Done! Wait, where is the listener? Well unfortunately, you have to set that up yourself. Fortunately, this is easy to script! Here is the following script I ran to remove our regular HTTP remoting and then create a HTTPS listener by binding to a cert that was issued by a third party CA:

$Counter = 0
        
[string]$OsName = Get-WmiObject -Query 'SELECT Caption FROM Win32_OperatingSystem' -Namespace ROOT\Cimv2 | Select-Object -ExpandProperty Caption
Switch -Regex ($osName)
{
    '7'
    {
        Write-output $osName; $Counter = 1; Break 
    }
    # Had to put R2 first because if it matches 2008, it would just break and not keep the correct counter. Nested elseif's could be another option.
    '2008 R2'
    {
        Write-output $osName; $Counter = 3; Break 
    }
    '2008'
    {
        Write-output $osName; $Counter = 2; Break 
    }
    '2012 R2'
    {
        Write-output $osName; $Counter = 5; Break 
    }
    '2012'
    {
        Write-output $osName; $Counter = 4; Break 
    }
    '10'
    {
        Write-output $osName; $Counter = 6; Break 
    }
    '2016'
    {
        Write-output $osName; $Counter = 7; Break 
    }
}
        
function Enable-PSScriptBlockLogging
{
    [CmdletBinding()]
    param ()
    $BasePath = "HKLM:\Software\Policies\Microsoft\Windows\PowerShell\ScriptBlockLogging"

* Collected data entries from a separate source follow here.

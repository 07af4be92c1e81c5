use serde::Serialize;
use strum::{EnumCount, IntoEnumIterator};
use strum_macros::{Display, EnumCount as EnumCountMacro, EnumIter, EnumString, IntoStaticStr};

use crate::constants::{
    DIRECTION_OFFSETS_DEG, DISTANCE_BREAKPOINTS, FACING_BASE_DEG, FULL_TURN_DEG, WEDGE_WIDTH_DEG,
};
use crate::error::{LocatorError, Result};
use crate::geometry::{Coordinate, Wedge, normalize_deg};

/// Which lookup table a bucket index refers to
#[derive(Debug, Clone, Copy, PartialEq, Eq, Display)]
#[strum(serialize_all = "lowercase")]
pub enum BucketKind {
    Direction,
    Distance,
}

/// Where the target lies relative to the way the player is facing
#[derive(
    Debug,
    Clone,
    Copy,
    PartialEq,
    Eq,
    Hash,
    Display,
    EnumIter,
    EnumString,
    EnumCountMacro,
    IntoStaticStr,
)]
#[strum(ascii_case_insensitive)]
pub enum DirectionBucket {
    #[strum(to_string = "straight ahead", serialize = "ahead")]
    StraightAhead = 0,
    #[strum(to_string = "ahead to the right", serialize = "ahead right")]
    AheadRight = 1,
    #[strum(to_string = "right", serialize = "to the right")]
    Right = 2,
    #[strum(to_string = "back to the right", serialize = "back right")]
    BackRight = 3,
    #[strum(to_string = "backwards", serialize = "back", serialize = "behind")]
    Backwards = 4,
    #[strum(to_string = "back to the left", serialize = "back left")]
    BackLeft = 5,
    #[strum(to_string = "to the left", serialize = "left")]
    Left = 6,
    #[strum(to_string = "ahead to the left", serialize = "ahead left")]
    AheadLeft = 7,
}

impl DirectionBucket {
    pub fn index(self) -> usize {
        self as usize
    }

    pub fn from_index(index: usize) -> Result<Self> {
        Self::iter().nth(index).ok_or(LocatorError::InvalidBucket {
            kind: BucketKind::Direction,
            index: i64::try_from(index).unwrap_or(i64::MAX),
        })
    }

    /// Accepts the phrase (any case) or the table index
    pub fn parse(label: &str) -> Result<Self> {
        parse_bucket(label, BucketKind::Direction, Self::from_index)
    }

    /// Offset from the facing angle [deg]
    pub fn offset_deg(self) -> f64 {
        DIRECTION_OFFSETS_DEG[self.index()]
    }
}

/// How far away the target is, nearest first
#[derive(
    Debug,
    Clone,
    Copy,
    PartialEq,
    Eq,
    Hash,
    Display,
    EnumIter,
    EnumString,
    EnumCountMacro,
    IntoStaticStr,
)]
#[strum(ascii_case_insensitive)]
pub enum DistanceBucket {
    #[strum(to_string = "a stone's throw away", serialize = "stone's throw")]
    StonesThrow = 0,
    #[strum(to_string = "very close")]
    VeryClose = 1,
    #[strum(to_string = "pretty close by", serialize = "pretty close")]
    PrettyClose = 2,
    #[strum(to_string = "fairly close by", serialize = "fairly close")]
    FairlyClose = 3,
    #[strum(to_string = "some distance away", serialize = "some distance")]
    SomeDistance = 4,
    #[strum(to_string = "quite some distance away", serialize = "quite some distance")]
    QuiteSomeDistance = 5,
    #[strum(to_string = "rather a long distance away", serialize = "rather far")]
    RatherLongDistance = 6,
    #[strum(to_string = "pretty far away", serialize = "pretty far")]
    PrettyFar = 7,
    #[strum(to_string = "far away", serialize = "far")]
    Far = 8,
    #[strum(to_string = "very far away", serialize = "very far")]
    VeryFar = 9,
}

impl DistanceBucket {
    pub fn index(self) -> usize {
        self as usize
    }

    pub fn from_index(index: usize) -> Result<Self> {
        Self::iter().nth(index).ok_or(LocatorError::InvalidBucket {
            kind: BucketKind::Distance,
            index: i64::try_from(index).unwrap_or(i64::MAX),
        })
    }

    pub fn parse(label: &str) -> Result<Self> {
        parse_bucket(label, BucketKind::Distance, Self::from_index)
    }

    /// Outer edge of the band (inclusive)
    pub fn max_radius(self) -> u32 {
        DISTANCE_BREAKPOINTS[self.index()]
    }

    /// Outer edge of the next nearer band, 0 for the nearest bucket
    pub fn min_radius(self) -> u32 {
        self.index()
            .checked_sub(1)
            .map_or(0, |i| DISTANCE_BREAKPOINTS[i])
    }
}

fn parse_bucket<T, F>(label: &str, kind: BucketKind, from_index: F) -> Result<T>
where
    T: std::str::FromStr,
    F: Fn(usize) -> Result<T>,
{
    let label = label.trim();
    if let Ok(index) = label.parse::<usize>() {
        return from_index(index);
    }
    label.parse::<T>().map_err(|_| LocatorError::UnknownBucket {
        kind,
        label: label.to_string(),
    })
}

/// Outer radius for a distance bucket index.
///
/// Negative indices mean "nothing nearer" and resolve to 0, which is how the
/// inner edge of the nearest band is looked up.
pub fn resolve_distance(index: i32) -> Result<u32> {
    if index < 0 {
        return Ok(0);
    }
    DISTANCE_BREAKPOINTS
        .get(index as usize)
        .copied()
        .ok_or(LocatorError::InvalidBucket {
            kind: BucketKind::Distance,
            index: index as i64,
        })
}

/// 45 deg wedge centered on the direction the bucket points to.
///
/// Facing 0 looks up the map. The lower edge is wrapped into `[0, 360)`, the
/// upper one into `[0, 360]`; a wedge over the seam comes out with
/// `min > max`.
pub fn resolve_direction(bucket: DirectionBucket, facing_deg: f64) -> Wedge {
    let raw = normalize_deg(FACING_BASE_DEG + facing_deg + bucket.offset_deg());
    let half = WEDGE_WIDTH_DEG / 2.0;

    let mut min_deg = raw - half;
    let mut max_deg = raw + half;
    if min_deg < 0.0 {
        min_deg += FULL_TURN_DEG;
    }
    if max_deg > FULL_TURN_DEG {
        max_deg -= FULL_TURN_DEG;
    }
    Wedge::new(min_deg, max_deg)
}

/// Index-based variant of [`resolve_direction`]
pub fn resolve_direction_index(index: usize, facing_deg: f64) -> Result<Wedge> {
    Ok(resolve_direction(DirectionBucket::from_index(index)?, facing_deg))
}

/// One round of input: where the player stood, which way they looked and
/// what the hint said.
#[derive(Debug, Clone, Copy, PartialEq)]
pub struct Clue {
    pub center: Coordinate,
    pub direction: DirectionBucket,
    pub distance: DistanceBucket,
    pub facing_deg: f64,
}

impl Clue {
    pub fn new(
        center: Coordinate,
        direction: DirectionBucket,
        distance: DistanceBucket,
        facing_deg: f64,
    ) -> Self {
        Self {
            center,
            direction,
            distance,
            facing_deg,
        }
    }

    /// Build from raw table indices, as a form-style front end would submit them
    pub fn from_indices(
        center: Coordinate,
        direction_index: usize,
        distance_index: usize,
        facing_deg: f64,
    ) -> Result<Self> {
        Ok(Self::new(
            center,
            DirectionBucket::from_index(direction_index)?,
            DistanceBucket::from_index(distance_index)?,
            facing_deg,
        ))
    }

    pub fn resolve(&self) -> ClueRegion {
        ClueRegion {
            center: self.center,
            min_radius: self.distance.min_radius(),
            max_radius: self.distance.max_radius(),
            wedge: resolve_direction(self.direction, self.facing_deg),
        }
    }
}

/// Numeric form of a clue: an annulus sector around `center`
#[derive(Debug, Clone, Copy, PartialEq, Serialize)]
pub struct ClueRegion {
    pub center: Coordinate,
    pub min_radius: u32,
    pub max_radius: u32,
    pub wedge: Wedge,
}

impl ClueRegion {
    pub fn new(center: Coordinate, min_radius: u32, max_radius: u32, wedge: Wedge) -> Self {
        Self {
            center,
            min_radius,
            max_radius,
            wedge,
        }
    }
}

/// Phrases in table order, for listing in front ends
pub fn direction_labels() -> Vec<&'static str> {
    DirectionBucket::iter().map(<&'static str>::from).collect()
}

pub fn distance_labels() -> Vec<&'static str> {
    DistanceBucket::iter().map(<&'static str>::from).collect()
}

const _: () = assert!(DirectionBucket::COUNT == DIRECTION_OFFSETS_DEG.len());
const _: () = assert!(DistanceBucket::COUNT == DISTANCE_BREAKPOINTS.len());

#[cfg(test)]
mod tests {
    use super::*;

    #[test]
    fn test_resolve_distance_table() {
        assert_eq!(resolve_distance(0).unwrap(), 3);
        assert_eq!(resolve_distance(-1).unwrap(), 0);
        assert_eq!(resolve_distance(9).unwrap(), 4096);
        assert!(matches!(
            resolve_distance(10),
            Err(LocatorError::InvalidBucket {
                kind: BucketKind::Distance,
                index: 10
            })
        ));
    }

    #[test]
    fn test_distance_bucket_band_edges() {
        assert_eq!(DistanceBucket::StonesThrow.min_radius(), 0);
        assert_eq!(DistanceBucket::StonesThrow.max_radius(), 3);
        assert_eq!(DistanceBucket::FairlyClose.min_radius(), 9);
        assert_eq!(DistanceBucket::FairlyClose.max_radius(), 19);
        assert_eq!(DistanceBucket::VeryFar.min_radius(), 1999);
        assert_eq!(DistanceBucket::VeryFar.max_radius(), 4096);
        for b in DistanceBucket::iter() {
            assert!(b.min_radius() < b.max_radius());
        }
    }

    #[test]
    fn test_resolve_direction_backwards_crosses_seam() {
        let w = resolve_direction(DirectionBucket::Backwards, 90.0);
        assert_eq!(w, Wedge::new(337.5, 22.5));
        assert!(w.crosses_seam());
    }

    #[test]
    fn test_resolve_direction_straight_ahead_facing_north() {
        let w = resolve_direction(DirectionBucket::StraightAhead, 0.0);
        assert_eq!(w, Wedge::new(67.5, 112.5));
    }

    #[test]
    fn test_resolve_direction_right_and_left() {
        // facing 0: right is screen-east, left is screen-west
        assert_eq!(
            resolve_direction(DirectionBucket::Right, 0.0),
            Wedge::new(337.5, 22.5)
        );
        assert_eq!(
            resolve_direction(DirectionBucket::Left, 0.0),
            Wedge::new(157.5, 202.5)
        );
    }

    #[test]
    fn test_every_wedge_is_45_degrees() {
        for b in DirectionBucket::iter() {
            for facing in [0.0, 12.5, 90.0, 180.0, 271.0, 359.9] {
                let w = resolve_direction(b, facing);
                assert!((w.span_deg() - 45.0).abs() < 1e-9, "{b} {facing} {w}");
                assert!(w.min_deg >= 0.0 && w.min_deg < 360.0);
                assert!(w.max_deg >= 0.0 && w.max_deg <= 360.0);
            }
        }
    }

    #[test]
    fn test_resolve_direction_index_out_of_range() {
        assert!(resolve_direction_index(4, 90.0).is_ok());
        assert!(matches!(
            resolve_direction_index(8, 0.0),
            Err(LocatorError::InvalidBucket {
                kind: BucketKind::Direction,
                index: 8
            })
        ));
    }

    #[test]
    fn test_huge_index_is_reported_without_wrapping() {
        let err = DistanceBucket::from_index(usize::MAX).unwrap_err();
        assert!(matches!(
            err,
            LocatorError::InvalidBucket {
                kind: BucketKind::Distance,
                index,
            } if index > 0
        ));
        let expected = i64::try_from(usize::MAX).unwrap_or(i64::MAX).to_string();
        let msg = DirectionBucket::from_index(usize::MAX).unwrap_err().to_string();
        assert!(msg.contains(&expected), "{msg}");
    }

    #[test]
    fn test_parse_bucket_labels() {
        assert_eq!(
            DirectionBucket::parse("To The Left").unwrap(),
            DirectionBucket::Left
        );
        assert_eq!(
            DirectionBucket::parse("behind").unwrap(),
            DirectionBucket::Backwards
        );
        assert_eq!(DirectionBucket::parse(" 2 ").unwrap(), DirectionBucket::Right);
        assert_eq!(
            DistanceBucket::parse("fairly close by").unwrap(),
            DistanceBucket::FairlyClose
        );
        assert_eq!(DistanceBucket::parse("9").unwrap(), DistanceBucket::VeryFar);
        assert!(matches!(
            DistanceBucket::parse("next door"),
            Err(LocatorError::UnknownBucket { .. })
        ));
        assert!(matches!(
            DistanceBucket::parse("10"),
            Err(LocatorError::InvalidBucket { .. })
        ));
    }

    #[test]
    fn test_labels_follow_table_order() {
        assert_eq!(direction_labels()[0], "straight ahead");
        assert_eq!(direction_labels()[7], "ahead to the left");
        assert_eq!(distance_labels()[0], "a stone's throw away");
        assert_eq!(distance_labels().len(), 10);
    }

    #[test]
    fn test_clue_resolve() {
        let clue = Clue::from_indices(Coordinate::new(500, 600), 4, 3, 90.0).unwrap();
        let region = clue.resolve();
        assert_eq!(region.center, Coordinate::new(500, 600));
        assert_eq!(region.min_radius, 9);
        assert_eq!(region.max_radius, 19);
        assert_eq!(region.wedge, Wedge::new(337.5, 22.5));
    }
}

    if (-not (Test-Path $BasePath))
    {
        Write-Verbose "ScriptBlockLogging registry key doesn't exist. Creating now."
        $null = New-Item $BasePath –Force

        Write-Verbose "Setting registry key value to 1 of type DWORD."
        $null = New-ItemProperty $BasePath -Name EnableScriptBlockLogging -Value "1" -PropertyType DWORD
    }
    else
    {
        if ((Get-ItemProperty -Path $BasePath).EnableScriptBlockLogging.getType().Name -eq 'Int32')
        {
            Write-Verbose "Key exists, updating value to 1."
            Set-ItemProperty $BasePath -Name EnableScriptBlockLogging -Value "1"
        }
        else
        {
            Write-Verbose "Key exists of wrong data type, removing existing entry."
            Remove-ItemProperty $BasePath -Name EnableScriptBlockLogging

            Write-Verbose "Setting new registry key value to 1 of type DWORD."
            $null = New-ItemProperty $BasePath -Name EnableScriptBlockLogging -Value "1" -PropertyType DWORD
        }
    }
}

If ($Counter -eq 7)
{
    Enable-PSScriptBlockLogging
    Write-Output "Enabling script block logging since this is Server 2016"
}

Function Enable-PSOverHTTPS
{
    $Cert = Get-Childitem Cert:\LocalMachine\My | Where-Object { $_.Issuer.StartsWith("CN=InCommon") -and $_.notafter -gt (get-date) }

    If ($cert.thumbprint.length -gt 10)
    {
        New-Item -Path WSMan:\LocalHost\Listener -Transport HTTPS -Address * -CertificateThumbPrint $Cert[-1].Thumbprint –Force
        Get-NetFirewallRule -DisplayName "Windows Remote Management (HTTP-In)" | Remove-NetFirewallRule
        Get-ChildItem WSMan:\Localhost\listener | Where-Object -Property Keys -eq "Transport=HTTP" | Remove-Item -Recurse 
        Write-Output " $env:Computername : Successfully enabled HTTPS listener" | Out-File -FilePath "\\fileserver\https-success.txt" -Append -Encoding ASCII
    }
    Else
    {
        Write-Output " $env:Computername : Unable to find computers certificate" | Out-File -FilePath "\\fileserver\https-fail.txt" -Append -Encoding ASCII
    }
}

Enable-PSOverHTTPS

NOTE: Ensure that computer objects can write to the share \fileserver for the logging. Also $cert[-1] is used to grab the last cert in case the $cert object returns more than one.